SIGMOD 2011: A memory efficient reachability data structure through bit vector compression (PWAHStackTC)
11 Oct 2011Back in 2010, I worked on a research project at the University of Oxford with Prof. Oege de Moor. The project’s aim was to efficiently compute, store, and answer reachability queries on large directed graphs. This work eventually led to a paper at ACM SIGMOD 2011, one of the largest international conferences on management of data. In this post, I will endeavour to convey the intuition behind our approach: bit vector compression using a specially designed scheme called PWAH.

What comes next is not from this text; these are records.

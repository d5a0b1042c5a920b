//! Buffered Server-Sent Events decoder
//!
//! Events end at a blank line. Bytes are buffered until a full event has
//! arrived, so an event split across network chunks (including in the
//! middle of a multi-byte UTF-8 sequence) decodes the same as one that
//! arrived whole.

/// A parsed SSE event
#[derive(Debug, Clone, PartialEq)]
pub struct SseEvent {
    /// Event type from the `event:` field
    pub event_type: Option<String>,
    /// `data:` lines joined with `\n`
    pub data: String,
    /// Event ID from the `id:` field
    pub id: Option<String>,
}

impl SseEvent {
    /// Create an untyped event
    pub fn new(data: impl Into<String>) -> Self {
        Self {
            event_type: None,
            data: data.into(),
            id: None,
        }
    }

    /// Create an event with a type
    pub fn with_type(event_type: impl Into<String>, data: impl Into<String>) -> Self {
        Self {
            event_type: Some(event_type.into()),
            data: data.into(),
            id: None,
        }
    }
}

/// Incremental SSE decoder
#[derive(Debug, Default)]
pub struct SseDecoder {
    buffer: Vec<u8>,
}

impl SseDecoder {
    pub fn new() -> Self {
        Self::default()
    }

    /// Feed raw bytes and return every event completed by them
    pub fn feed(&mut self, chunk: &[u8]) -> Vec<SseEvent> {
        self.buffer.extend_from_slice(chunk);

        let mut events = Vec::new();
        while let Some((end, delimiter_len)) = self.find_event_boundary() {
            let raw: Vec<u8> = self.buffer.drain(..end + delimiter_len).collect();
            let text = String::from_utf8_lossy(&raw[..end]);
            if let Some(event) = parse_event(&text) {
                events.push(event);
            }
        }
        events
    }

    /// Whether a partial event is still buffered
    pub fn has_remaining(&self) -> bool {
        !self.buffer.is_empty()
    }

    /// Earliest blank-line boundary as (event length, delimiter length)
    fn find_event_boundary(&self) -> Option<(usize, usize)> {
        let lf = find(&self.buffer, b"\n\n").map(|pos| (pos, 2));
        let crlf = find(&self.buffer, b"\r\n\r\n").map(|pos| (pos, 4));

        match (lf, crlf) {
            (Some(a), Some(b)) => Some(if a.0 <= b.0 { a } else { b }),
            (a, b) => a.or(b),
        }
    }
}

fn find(haystack: &[u8], needle: &[u8]) -> Option<usize> {
    haystack
        .windows(needle.len())
        .position(|window| window == needle)
}

/// Parse one event block into an `SseEvent`; blocks without data are dropped
fn parse_event(text: &str) -> Option<SseEvent> {
    let mut event_type = None;
    let mut data_lines: Vec<&str> = Vec::new();
    let mut id = None;

    for line in text.lines() {
        // Comment / keep-alive line
        if line.is_empty() || line.starts_with(':') {
            continue;
        }

        let (field, value) = match line.split_once(':') {
            Some((field, value)) => (field, value.strip_prefix(' ').unwrap_or(value)),
            None => (line, ""),
        };

        match field {
            "event" => event_type = Some(value.to_string()),
            "data" => data_lines.push(value),
            "id" => id = Some(value.to_string()),
            // retry: and unknown fields are ignored
            _ => {}
        }
    }

    if data_lines.is_empty() {
        return None;
    }

    Some(SseEvent {
        event_type,
        data: data_lines.join("\n"),
        id,
    })
}

#[cfg(test)]
mod tests {
    use super::*;

    #[test]
    fn test_endpoint_event() {
        let mut decoder = SseDecoder::new();
        let events = decoder.feed(b"event: endpoint\ndata: /messages/?session_id=abc123\n\n");

        assert_eq!(
            events,
            vec![SseEvent::with_type("endpoint", "/messages/?session_id=abc123")]
        );
        assert!(!decoder.has_remaining());
    }

    #[test]
    fn test_partial_chunks() {
        let mut decoder = SseDecoder::new();

        assert!(decoder.feed(b"event: message\ndata: {\"jsonrpc\":").is_empty());
        assert!(decoder.has_remaining());

        let events = decoder.feed(b"\"2.0\"}\n\nevent: message\n");
        assert_eq!(events.len(), 1);
        assert_eq!(events[0].data, "{\"jsonrpc\":\"2.0\"}");
        assert!(decoder.has_remaining());
    }

    #[test]
    fn test_split_utf8_sequence() {
        let mut decoder = SseDecoder::new();
        let payload = "data: Miraidon ミライドン\n\n".as_bytes();
        // Split inside the first katakana character
        let split = payload.iter().position(|&b| b >= 0x80).unwrap() + 1;

        assert!(decoder.feed(&payload[..split]).is_empty());
        let events = decoder.feed(&payload[split..]);
        assert_eq!(events[0].data, "Miraidon ミライドン");
    }

    #[test]
    fn test_crlf_comments_and_multiline_data() {
        let mut decoder = SseDecoder::new();
        let events = decoder.feed(b": ping\r\nid: 7\r\ndata: line one\r\ndata: line two\r\n\r\n");

        assert_eq!(events.len(), 1);
        assert_eq!(events[0].data, "line one\nline two");
        assert_eq!(events[0].id.as_deref(), Some("7"));
        assert_eq!(events[0].event_type, None);
    }

    #[test]
    fn test_keepalive_without_data_is_dropped() {
        let mut decoder = SseDecoder::new();
        assert!(decoder.feed(b": keep-alive\n\n").is_empty());
        assert!(decoder.feed(b"event: heartbeat\n\n").is_empty());
    }

    #[test]
    fn test_only_one_leading_space_is_stripped() {
        let mut decoder = SseDecoder::new();
        let events = decoder.feed(b"data:  indented\n\n");
        assert_eq!(events[0].data, " indented");
    }
}
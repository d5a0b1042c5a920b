//! Gemini response parsing

use super::content::{Content, FunctionCall, Part, Role};
use super::messages::{LlmResponse, LlmUsage};
use serde_json::{Map, Value};
use tracing::debug;

/// Parse a `generateContent` response body
///
/// Refusals and empty answers are reported through the response's error
/// fields, not as `Err`, so the caller can surface them as events.
pub fn parse_google(response: &Value) -> LlmResponse {
    let usage = parse_usage(response);

    let candidate = match response["candidates"].as_array().and_then(|c| c.first()) {
        Some(candidate) => candidate,
        None => {
            let mut parsed = match response["promptFeedback"]["blockReason"].as_str() {
                Some(reason) => LlmResponse::from_error(
                    reason,
                    format!("Prompt was blocked by the model: {}", reason),
                ),
                None => LlmResponse::from_error("NO_CANDIDATES", "Model returned no candidates"),
            };
            parsed.usage = usage;
            return parsed;
        }
    };

    let finish_reason = candidate["finishReason"].as_str().map(str::to_string);
    let parts = parse_parts(candidate["content"]["parts"].as_array());

    let mut parsed = if parts.is_empty() {
        let code = finish_reason.clone().unwrap_or_else(|| "EMPTY_CONTENT".to_string());
        let message = candidate["finishMessage"]
            .as_str()
            .map(str::to_string)
            .unwrap_or_else(|| "Model returned no content".to_string());
        LlmResponse::from_error(code, message)
    } else {
        LlmResponse::from_content(Content::new(Role::Model, parts))
    };

    parsed.finish_reason = finish_reason;
    parsed.usage = usage;
    parsed
}

fn parse_parts(raw: Option<&Vec<Value>>) -> Vec<Part> {
    let mut parts: Vec<Part> = Vec::new();

    for part in raw.into_iter().flatten() {
        if part["thought"].as_bool() == Some(true) {
            debug!("Skipping thought part");
            continue;
        }

        if let Some(text) = part["text"].as_str() {
            // Adjacent text chunks form one part
            match parts.last_mut() {
                Some(Part::Text(existing)) => existing.push_str(text),
                _ => parts.push(Part::text(text)),
            }
        } else if let Some(call) = part["functionCall"].as_object() {
            parts.push(Part::FunctionCall(FunctionCall {
                id: call.get("id").and_then(Value::as_str).map(str::to_string),
                name: call
                    .get("name")
                    .and_then(Value::as_str)
                    .unwrap_or_default()
                    .to_string(),
                args: call
                    .get("args")
                    .cloned()
                    .unwrap_or_else(|| Value::Object(Map::new())),
            }));
        } else {
            debug!("Skipping unsupported response part: {}", part);
        }
    }

    parts
}

fn parse_usage(response: &Value) -> Option<LlmUsage> {
    let usage = response["usageMetadata"].as_object()?;
    let count = |key: &str| {
        usage
            .get(key)
            .and_then(Value::as_u64)
            .and_then(|n| u32::try_from(n).ok())
            .unwrap_or(0)
    };

    let prompt_tokens = count("promptTokenCount");
    let completion_tokens = count("candidatesTokenCount");
    let total_tokens = match count("totalTokenCount") {
        0 => prompt_tokens + completion_tokens,
        n => n,
    };

    Some(LlmUsage {
        prompt_tokens,
        completion_tokens,
        total_tokens,
    })
}
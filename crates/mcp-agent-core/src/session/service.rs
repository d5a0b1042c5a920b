//! Session service trait and in-memory implementation

use super::types::Session;
use crate::error::{AgentError, AgentResult};
use crate::events::Event;
use async_trait::async_trait;
use chrono::Utc;
use parking_lot::RwLock;
use serde_json::Value;
use std::collections::HashMap;
use tracing::debug;
use uuid::Uuid;

/// Storage for sessions and their events
#[async_trait]
pub trait SessionService: Send + Sync {
    /// Create a session; a generated UUID is used when `session_id` is `None`
    async fn create_session(
        &self,
        app_name: &str,
        user_id: &str,
        state: Option<HashMap<String, Value>>,
        session_id: Option<String>,
    ) -> AgentResult<Session>;

    async fn get_session(
        &self,
        app_name: &str,
        user_id: &str,
        session_id: &str,
    ) -> AgentResult<Option<Session>>;

    /// Sessions of one user, without their events
    async fn list_sessions(&self, app_name: &str, user_id: &str) -> AgentResult<Vec<Session>>;

    async fn delete_session(
        &self,
        app_name: &str,
        user_id: &str,
        session_id: &str,
    ) -> AgentResult<()>;

    /// Record an event in storage and in the caller's copy of the session
    ///
    /// Partial events are ignored.
    async fn append_event(&self, session: &mut Session, event: Event) -> AgentResult<()>;
}

type SessionsByUser = HashMap<String, HashMap<String, Session>>;

/// Session service holding everything in process memory
#[derive(Debug, Default)]
pub struct InMemorySessionService {
    /// app name -> user id -> session id -> session
    sessions: RwLock<HashMap<String, SessionsByUser>>,
}

impl InMemorySessionService {
    pub fn new() -> Self {
        Self::default()
    }
}

#[async_trait]
impl SessionService for InMemorySessionService {
    async fn create_session(
        &self,
        app_name: &str,
        user_id: &str,
        state: Option<HashMap<String, Value>>,
        session_id: Option<String>,
    ) -> AgentResult<Session> {
        let id = session_id
            .map(|id| id.trim().to_string())
            .filter(|id| !id.is_empty())
            .unwrap_or_else(|| Uuid::new_v4().to_string());

        let mut sessions = self.sessions.write();
        let user_sessions = sessions
            .entry(app_name.to_string())
            .or_default()
            .entry(user_id.to_string())
            .or_default();

        if user_sessions.contains_key(&id) {
            return Err(AgentError::session(format!("Session with id {} already exists", id)));
        }

        let session = Session::new(&id, app_name, user_id, state.unwrap_or_default());
        user_sessions.insert(id.clone(), session.clone());

        debug!(app_name, user_id, session_id = %id, "Created session");
        Ok(session)
    }

    async fn get_session(
        &self,
        app_name: &str,
        user_id: &str,
        session_id: &str,
    ) -> AgentResult<Option<Session>> {
        Ok(self
            .sessions
            .read()
            .get(app_name)
            .and_then(|users| users.get(user_id))
            .and_then(|sessions| sessions.get(session_id))
            .cloned())
    }

    async fn list_sessions(&self, app_name: &str, user_id: &str) -> AgentResult<Vec<Session>> {
        let sessions = self.sessions.read();
        let mut listed: Vec<Session> = sessions
            .get(app_name)
            .and_then(|users| users.get(user_id))
            .map(|sessions| sessions.values().map(Session::summary).collect())
            .unwrap_or_default();

        listed.sort_by(|a, b| a.last_update_time.cmp(&b.last_update_time));
        Ok(listed)
    }

    async fn delete_session(
        &self,
        app_name: &str,
        user_id: &str,
        session_id: &str,
    ) -> AgentResult<()> {
        let removed = self
            .sessions
            .write()
            .get_mut(app_name)
            .and_then(|users| users.get_mut(user_id))
            .and_then(|sessions| sessions.remove(session_id));

        if removed.is_none() {
            debug!(app_name, user_id, session_id, "Deleting unknown session");
        }
        Ok(())
    }

    async fn append_event(&self, session: &mut Session, event: Event) -> AgentResult<()> {
        if event.partial {
            return Ok(());
        }

        let mut sessions = self.sessions.write();
        let stored = sessions
            .get_mut(&session.app_name)
            .and_then(|users| users.get_mut(&session.user_id))
            .and_then(|sessions| sessions.get_mut(&session.id))
            .ok_or_else(|| {
                AgentError::not_found("session", format!("Session not found: {}", session.id))
            })?;

        let now = Utc::now();
        stored.events.push(event.clone());
        stored.last_update_time = now;

        session.events.push(event);
        session.last_update_time = now;
        Ok(())
    }
}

The SIGMOD paper [VanSchaik2011] can be downloaded from the ACM digital library (provided that you have access to that). The DOI is 10.1145/1989323.1989419. The MSc. thesis on which this paper is based can be downloaded from the references [VanSchaik2010]. A copy of the source code of our PWAH implementation and the implementation of Nuutila’s algorithm is available on GitHub: github.com/sj/pwahstacktc.
Some background: Tarjan’s algorithm
In 1972, Robert Tarjan showed [Tarjan1972] how to use a depth first search to find the strongly connected components in a directed graph. This algorithm was extended by Esko Nuutila in the 1990’s [Nuutila1995] to store reachability information of strongly connected components at the same time.
The algorithm introduced by Nuutila depends on an underlying data structure to store and (very important!) merge reachability information. Examples of such data structures include, but are not limited to:
- Array of integers (indices of strongly connected components)
- Bit vectors (each 1-bit indicates a reachable component)
- Interval lists
Adding bit vector compression
Introduction
In our experiments, bit vectors provided (by far) the best performance when merging reachability information of two strongly connected components. This can be done by computing the bitwise OR of the two bit vectors. However, storing a O(n) size bit vector for all n strongly connected components (worst case: n = |V|, the number of vertices) is equivalent to constructing (little over half) an n by n reachability matrix. This is considered infeasible for large graphs, i.e. storing reachability information for a graph with 1,000,000 vertices (and an equal number of strongly connected components) requires (n * n + n) / 2 = 500,000,500,000 bits = over 58 gigabytes.
Introducing PWAH compression
In order to reduce the memory usage of the bit vectors, whilst maintaining its main advantage (efficiency of merge operations), we decided to design a bit vector compression technique called Partitioned Word-Aligned Hybrid Compression (PWAH), based on Word-Aligned Hybrid Compression (WAH) by Wu et al. [Wu2004].
PWAH compresses bits by using 64-bit words which are split into 2 (PWAH-2), 4 (PWAH-4) or 8 (PWAH-8) partitions. The idea is most easily explained by an example PWAH-4 compressed 64-bits word:
1010 | 10000000001011 | 111010000100101 | 000000000010010 | 000000010000011 |
header | partition 1: fill of 11 blocks of 1-bits | partition 2: literal of 15 bits | partition 3: fill of 18 blocks of 0-bits | partition 4: literal of 15 bits |
The header and the four different partitions should be interpreted as follows:
- Header: 4 bits that indicate the type of each of the four partitions. A 1-bit in the header indicates a fill partition (see description of partition 1), a 0-bit indicates a literalpartition (see description of partition 0).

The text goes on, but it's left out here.